In this article we’ll cover:

Why is customer feedback important?

Customer feedback gives you the chance to learn about your own product and business from the people who’re actively using it.

While you may know your organization like the back of your hand, your knowledge will still be lacking when it comes to how paying members experience it.

Feedback’s a gateway to unlocking this “hidden” knowledge, and can lead to an increase in customer loyalty, customer retention, and overall revenue.

Still not convinced? Here’re some key stats to help change your mind:

Creating an effective customer feedback strategy

The effectiveness of your customer feedback strategy will depend on how you implement it into your current business and how well you specialize it to your customer base.

A good place to start is to understand who makes up your customer base and what makes them tick. One way to do this is to categorize your base using customer segmentation.

What to consider before planning a customer feedback strategy

Before you begin planning out your strategy, there’re a few things you must consider.

How will you prioritize the feedback?

Customer feedback is always useful, but don’t forget that you’re not just working with them, you’re working with other teams within your organization too.

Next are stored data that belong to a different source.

//! # API Server
//!
//! Exposes the supervisor's REST surface (spec §4.6, §6.2): kick off a job,
//! poll its envelope, and pause/resume/cancel it. Shaped the same way as
//! `klipper-host::api`'s `AppState` + `#[get]`/`#[post]` handlers, with the
//! shared printer mutex swapped for the single-active-job slot this service
//! guards (spec §4.6 "At most one active job at a time").

use std::sync::atomic::{AtomicU64, Ordering};
use std::sync::Arc;

use actix_web::middleware::DefaultHeaders;
use actix_web::{get, post, web, App, HttpResponse, HttpServer, Responder};
use parking_lot::Mutex;
use polargraph_proto::{ErrorResponse, SendPathRequest, VisualizeRequest};
use tracing::info;

use crate::batch::split_into_batches;
use crate::client::DeviceClient;
use crate::job::JobState;
use crate::runner::{self, JobInput};

#[derive(Clone)]
pub struct AppState {
    pub job: Arc<Mutex<Option<JobState>>>,
    pub device: DeviceClient,
    pub next_job_id: Arc<AtomicU64>,
    pub batch_size: usize,
}

impl AppState {
    /// Rejects a new submission while a prior job is still active (spec
    /// §4.6 "submitting a new one while pending or running is rejected with
    /// 409").
    fn start_job(&self, req: SendPathRequest) -> Result<(), &'static str> {
        {
            let guard = self.job.lock();
            if let Some(job) = guard.as_ref() {
                if job.is_active() {
                    return Err("a job is already pending or running");
                }
            }
        }

        let job_id = self.next_job_id.fetch_add(1, Ordering::SeqCst);
        let batches = split_into_batches(&req.points, self.batch_size);
        let new_job = JobState::new(job_id, req.points, batches.len());
        *self.job.lock() = Some(new_job);

        let device = self.device.clone();
        let slot = self.job.clone();
        let input = JobInput {
            job_id,
            batches,
            start_position: req.start_position,
            speed: req.speed,
        };
        tokio::spawn(runner::run_job(slot, device, input));
        Ok(())
    }
}

#[post("/api/send-path")]
async fn send_path(body: web::Json<SendPathRequest>, data: web::Data<AppState>) -> impl Responder {
    match data.start_job(body.into_inner()) {
        Ok(()) => {
            let guard = data.job.lock();
            HttpResponse::Ok().json(guard.as_ref().map(JobState::to_envelope))
        }
        Err(msg) => HttpResponse::Conflict().json(ErrorResponse::new(msg)),
    }
}

#[get("/api/send-path/status")]
async fn send_path_status(data: web::Data<AppState>) -> impl Responder {
    let guard = data.job.lock();
    match guard.as_ref() {
        Some(job) => HttpResponse::Ok().json(job.to_envelope()),
        None => HttpResponse::NotFound().json(ErrorResponse::new("no job has been submitted yet")),
    }
}

#[post("/api/send-path/pause")]
async fn pause(data: web::Data<AppState>) -> impl Responder {
    let guard = data.job.lock();
    match guard.as_ref() {
        Some(job) if job.is_active() => {
            job.control.pause_requested.store(true, Ordering::SeqCst);
            HttpResponse::Ok().json(job.to_envelope())
        }
        Some(job) => HttpResponse::Conflict().json(ErrorResponse::new(format!(
            "job is already {:?}",
            job.status
        ))),
        None => HttpResponse::NotFound().json(ErrorResponse::new("no active job")),
    }
}

#[post("/api/send-path/resume")]
async fn resume(data: web::Data<AppState>) -> impl Responder {
    let guard = data.job.lock();
    match guard.as_ref() {
        Some(job) if job.is_active() => {
            job.control.pause_requested.store(false, Ordering::SeqCst);
            job.control.resume.notify_one();
            HttpResponse::Ok().json(job.to_envelope())
        }
        Some(job) => HttpResponse::Conflict().json(ErrorResponse::new(format!(
            "job is already {:?}",
            job.status
        ))),
        None => HttpResponse::NotFound().json(ErrorResponse::new("no active job")),
    }
}

#[post("/api/send-path/cancel")]
async fn cancel(data: web::Data<AppState>) -> impl Responder {
    let guard = data.job.lock();
    match guard.as_ref() {
        Some(job) if job.is_active() => {
            job.control.cancel_requested.store(true, Ordering::SeqCst);
            // Wakes a paused job so it observes the cancel instead of
            // waiting indefinitely for a resume that will never come.
            job.control.resume.notify_one();
            HttpResponse::Ok().json(job.to_envelope())
        }
        Some(job) => HttpResponse::Conflict().json(ErrorResponse::new(format!(
            "job is already {:?}",
            job.status
        ))),
        None => HttpResponse::NotFound().json(ErrorResponse::new("no active job")),
    }
}

/// The image-to-path algorithms that would normally produce `points` here
/// (contour/hatch/fill tracing) are an external collaborator per the
/// device controller's non-goals; this endpoint accepts an already-produced
/// point list and, when `sendToController` is set, hands it straight to the
/// same job runner `POST /api/send-path` uses.
#[post("/api/visualize")]
async fn visualize(body: web::Json<VisualizeRequest>, data: web::Data<AppState>) -> impl Responder {
    let req = body.into_inner();
    if !req.send_to_controller {
        return HttpResponse::Ok().json(serde_json::json!({"pointCount": req.points.len()}));
    }
    let send_req = SendPathRequest {
        points: req.points,
        start_position: req.start_position,
        speed: req.speed,
    };
    match data.start_job(send_req) {
        Ok(()) => {
            let guard = data.job.lock();
            HttpResponse::Ok().json(guard.as_ref().map(JobState::to_envelope))
        }
        Err(msg) => HttpResponse::Conflict().json(ErrorResponse::new(msg)),
    }
}

#[get("/api/ping")]
async fn ping() -> impl Responder {
    HttpResponse::Ok().json(serde_json::json!({"status": "ok"}))
}

pub fn start_api_server(bind_addr: &str, port: u16, app_state: AppState) -> std::io::Result<actix_web::dev::Server> {
    let bind_addr = bind_addr.to_string();
    let server = HttpServer::new(move || {
        App::new()
            .wrap(
                DefaultHeaders::new()
                    .add(("Access-Control-Allow-Origin", "*"))
                    .add(("Access-Control-Allow-Methods", "GET,POST,OPTIONS"))
                    .add(("Access-Control-Allow-Headers", "Content-Type")),
            )
            .app_data(web::Data::new(app_state.clone()))
            .service(ping)
            .service(send_path)
            .service(send_path_status)
            .service(pause)
            .service(resume)
            .service(cancel)
            .service(visualize)
            .default_service(web::route().to(
                |req: actix_web::HttpRequest| async move {
                    if req.method() == actix_web::http::Method::OPTIONS {
                        HttpResponse::NoContent().finish()
                    } else {
                        HttpResponse::MethodNotAllowed()
                            .json(ErrorResponse::new("method not allowed"))
                    }
                },
            ))
    })
    .bind((bind_addr.as_str(), port))?
    .run();
    info!("supervisor listening on {}:{}", bind_addr, port);
    Ok(server)
}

Let your teams have their say on what to prioritize too. That way, you won’t be overloading them with irrelevant tasks.

What’ll you do with the data?

Collecting this feedback is a useful step and shows customers that you care about their input. But without clear actions behind it, data collection can be a waste of time

Establish what you'll do with the feedback once you have it, and make sure that you have the resources and budget to cover making these changes.

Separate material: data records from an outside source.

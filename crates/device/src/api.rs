//! # API Server
//!
//! Exposes the device's REST surface (spec §4.5, §6.1): status heartbeat,
//! single-motor jog, pen actuation, path submission, cancel, and park. All
//! bodies are JSON; mutating endpoints are POST; preflight `OPTIONS` returns
//! 204 with permissive CORS headers.

use std::sync::atomic::{AtomicBool, Ordering};
use std::sync::mpsc::Sender as StdSender;
use std::sync::Arc;

use actix_web::http::Method;
use actix_web::middleware::DefaultHeaders;
use actix_web::{get, post, web, App, HttpResponse, HttpServer, Responder};
use parking_lot::Mutex;
use polargraph_kinematics::{checked_step_delta, inverse_kinematics, BoardGeometry, Lengths, Position};
use polargraph_proto::{
    ErrorResponse, LengthsMm, MotorId, MotorStatus, MoveRequest, PathRequest, PathResponse,
    PenRequest, QueueSnapshot, StartPosition, StateSnapshot, StatusResponse, Steps, WifiInfo,
};
use tracing::{info, warn};

use crate::config::{ControllerConfig, MotionLimits};
use crate::control::{ControlCommand, ControlRequest, JogMotor};
use crate::pulse::clamp_speed;
use crate::queue::{JobQueue, QueuedPoint, Target};
use crate::state::MachineState;

/// Application state shared across all handlers.
#[derive(Clone)]
pub struct AppState {
    pub queue: Arc<Mutex<JobQueue>>,
    pub state: Arc<Mutex<MachineState>>,
    pub geometry: BoardGeometry,
    pub limits: MotionLimits,
    pub cancel_requested: Arc<AtomicBool>,
    pub control_tx: StdSender<ControlRequest>,
}

fn status_snapshot(state: &MachineState, queue: &JobQueue) -> StatusResponse {
    let busy = queue.is_executing();
    StatusResponse {
        wifi: WifiInfo::default(),
        motors: vec![
            MotorStatus {
                id: MotorId::Left,
                busy,
            },
            MotorStatus {
                id: MotorId::Right,
                busy,
            },
        ],
        state: StateSnapshot {
            initialized: state.initialized,
            x_mm: state.x_mm,
            y_mm: state.y_mm,
            pen_down: state.pen_down,
            lengths_mm: LengthsMm {
                left: state.left_len_mm,
                right: state.right_len_mm,
            },
            steps: Steps {
                left: state.left_steps,
                right: state.right_steps,
            },
        },
        queue: QueueSnapshot {
            size: queue.len(),
            is_executing: queue.is_executing(),
        },
    }
}

/// Blocks on the reply leg of the scheduler control channel. `/api/move` and
/// `/api/pen` are diagnostic/actuator commands the scheduler thread must
/// serialize against its own pulse engine and pen actuator (spec §9 open
/// question 3), so the HTTP task hands the request across and waits.
async fn send_control(
    control_tx: StdSender<ControlRequest>,
    command: ControlCommand,
) -> Result<(), crate::control::ControlError> {
    web::block(move || {
        let (reply_tx, reply_rx) = std::sync::mpsc::channel();
        let _ = control_tx.send(ControlRequest {
            command,
            reply: reply_tx,
        });
        reply_rx
            .recv()
            .unwrap_or(Err(crate::control::ControlError::Busy))
    })
    .await
    .unwrap_or(Err(crate::control::ControlError::Busy))
}

#[get("/api/ping")]
async fn ping() -> impl Responder {
    HttpResponse::Ok().json(serde_json::json!({"status": "ok"}))
}

#[get("/api/status")]
async fn status(data: web::Data<AppState>) -> impl Responder {
    let state = data.state.lock();
    let queue = data.queue.lock();
    HttpResponse::Ok().json(status_snapshot(&state, &queue))
}

#[post("/api/move")]
async fn move_motor(body: web::Json<MoveRequest>, data: web::Data<AppState>) -> impl Responder {
    let req = body.into_inner();

    let steps = match checked_step_delta(req.steps) {
        Ok(s) => s,
        Err(err) => return HttpResponse::UnprocessableEntity().json(ErrorResponse::new(err.to_string())),
    };
    let speed = clamp_speed(req.speed.unwrap_or(0), data.limits.max_speed, data.limits.travel_speed);
    let motor = match req.motor.as_str() {
        "left" => JogMotor::Left,
        "right" => JogMotor::Right,
        other => {
            return HttpResponse::NotFound()
                .json(ErrorResponse::new(format!("unknown motor: {other}")))
        }
    };

    match send_control(data.control_tx.clone(), ControlCommand::Jog { motor, steps, speed }).await {
        Ok(()) => {
            let state = data.state.lock();
            let queue = data.queue.lock();
            HttpResponse::Ok().json(status_snapshot(&state, &queue))
        }
        Err(err) => HttpResponse::Conflict().json(ErrorResponse::new(err.to_string())),
    }
}

#[post("/api/pen")]
async fn pen(body: web::Json<PenRequest>, data: web::Data<AppState>) -> impl Responder {
    let req = body.into_inner();
    match send_control(data.control_tx.clone(), ControlCommand::Pen { pen_down: req.pen_down }).await {
        Ok(()) => {
            let state = data.state.lock();
            let queue = data.queue.lock();
            HttpResponse::Ok().json(status_snapshot(&state, &queue))
        }
        Err(err) => HttpResponse::Conflict().json(ErrorResponse::new(err.to_string())),
    }
}

/// Resolves a `startPosition` body into lengths, accepting whichever of the
/// three equivalent forms was supplied (spec §6.1).
fn resolve_start_position(
    geometry: &BoardGeometry,
    start: &StartPosition,
) -> Result<(Lengths, bool), String> {
    let pen_down = start.pen_down.unwrap_or(false);
    if let (Some(l1), Some(l2)) = (start.l1, start.l2) {
        return Ok((Lengths { left_mm: l1, right_mm: l2 }, pen_down));
    }
    if let (Some(left), Some(right)) = (start.left_length_mm, start.right_length_mm) {
        return Ok((Lengths { left_mm: left, right_mm: right }, pen_down));
    }
    if let (Some(x), Some(y)) = (start.x, start.y) {
        let lengths = inverse_kinematics(geometry, Position { x, y })
            .map_err(|e| e.to_string())?;
        return Ok((lengths, pen_down));
    }
    Err("startPosition must supply (l1,l2), (leftLengthMm,rightLengthMm), or (x,y)".to_string())
}

#[post("/api/path")]
async fn path(body: web::Json<PathRequest>, data: web::Data<AppState>) -> impl Responder {
    let req = body.into_inner();

    if req.reset.unwrap_or(false) {
        let mut q = data.queue.lock();
        q.clear();
    }

    let needs_init = req.reset.unwrap_or(false) || !data.state.lock().initialized;
    if needs_init {
        let Some(start) = req.start_position.as_ref() else {
            return HttpResponse::BadRequest()
                .json(ErrorResponse::new("startPosition is required on reset or before the first path"));
        };
        match resolve_start_position(&data.geometry, start) {
            Ok((lengths, pen_down)) => {
                let mut s = data.state.lock();
                s.set_from_lengths(&data.geometry, lengths, pen_down);
            }
            Err(msg) => return HttpResponse::UnprocessableEntity().json(ErrorResponse::new(msg)),
        }
    }

    let default_speed = req.speed.unwrap_or(0);
    let queued: Vec<QueuedPoint> = req
        .points
        .iter()
        .filter_map(|p| {
            let target = if let (Some(l1), Some(l2)) = (p.l1, p.l2) {
                Some(Target::Lengths { l1, l2 })
            } else if let (Some(x), Some(y)) = (p.x, p.y) {
                Some(Target::Position { x, y })
            } else {
                None
            };
            target.map(|target| QueuedPoint {
                target,
                pen_down: p.pen_down.unwrap_or(true),
                speed: p.speed.unwrap_or(default_speed),
            })
        })
        .collect();

    let accepted = {
        let mut q = data.queue.lock();
        match q.enqueue_many(queued) {
            Ok(accepted) => accepted,
            Err(err) => return HttpResponse::TooManyRequests().json(ErrorResponse::new(err.to_string())),
        }
    };

    let mut q = data.queue.lock();
    if req.end_of_job.unwrap_or(false) {
        q.set_end_of_job(true);
    }
    if !q.is_empty() && !q.is_executing() {
        q.set_executing(true);
    }
    let queue_size = q.len();
    drop(q);

    let state = data.state.lock();
    let queue = data.queue.lock();
    info!(accepted, queue_size, "path batch accepted");
    HttpResponse::Ok().json(PathResponse {
        accepted,
        queue_size,
        state: status_snapshot(&state, &queue),
    })
}

#[post("/api/cancel")]
async fn cancel(data: web::Data<AppState>) -> impl Responder {
    data.cancel_requested.store(true, Ordering::SeqCst);
    warn!("cancel requested via API");
    HttpResponse::Ok().json(serde_json::json!({"status": "ok"}))
}

/// A fixed travel destination the gondola can always reach without
/// crossing the drawable margin: the board's top-left corner, inset by the
/// pen offset so the pen tip itself never leaves the board.
#[post("/api/park")]
async fn park(data: web::Data<AppState>) -> impl Responder {
    let target_x = data.geometry.pen_offset_mm;
    let target_y = 0.0;

    let mut q = data.queue.lock();
    match q.enqueue_many(vec![QueuedPoint {
        target: Target::Position { x: target_x, y: target_y },
        pen_down: false,
        speed: data.limits.travel_speed,
    }]) {
        Ok(_) => {
            q.set_end_of_job(true);
            if !q.is_executing() {
                q.set_executing(true);
            }
            HttpResponse::Ok().json(serde_json::json!({"status": "ok"}))
        }
        Err(err) => HttpResponse::TooManyRequests().json(ErrorResponse::new(err.to_string())),
    }
}

/// Registers every handler onto a service config. Shared between the real
/// `HttpServer` factory and `actix_web::test`-driven integration tests, so
/// the routes under test are exactly the routes that serve traffic.
pub fn configure(cfg: &mut web::ServiceConfig) {
    cfg.service(ping)
        .service(status)
        .service(move_motor)
        .service(pen)
        .service(path)
        .service(cancel)
        .service(park)
        .default_service(web::route().to(|req: actix_web::HttpRequest| async move {
            if req.method() == Method::OPTIONS {
                HttpResponse::NoContent().finish()
            } else {
                HttpResponse::MethodNotAllowed().json(ErrorResponse::new("method not allowed"))
            }
        }));
}

/// Starts the Actix web server (spec §4.5 "Concurrency isolation": runs on
/// the async side while the motion scheduler owns its own thread).
pub fn start_api_server(config: &ControllerConfig, app_state: AppState) -> std::io::Result<actix_web::dev::Server> {
    let bind_addr = config.http.bind_addr.clone();
    let port = config.http.port;
    let server = HttpServer::new(move || {
        App::new()
            .wrap(
                DefaultHeaders::new()
                    .add(("Access-Control-Allow-Origin", "*"))
                    .add(("Access-Control-Allow-Methods", "GET,POST,OPTIONS"))
                    .add(("Access-Control-Allow-Headers", "Content-Type")),
            )
            .app_data(web::Data::new(app_state.clone()))
            .configure(configure)
    })
    .bind((bind_addr.as_str(), port))?
    .run();
    Ok(server)
}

What’re you hoping to get out of collecting this data?

Understanding what goal you’re moving toward will help you prioritize certain questions and help feedback collection stay focussed on one clear goal. Setting a KPI or OKR can give you a clear aspiration to work towards.

Knowing what action you want to take can help you choose questions pertaining to that topic. That way you aren’t flailing around struggling to decide what to do with data that isn’t specialized to a certain topic.

Once you have the answer to these questions, then you can get stuck in.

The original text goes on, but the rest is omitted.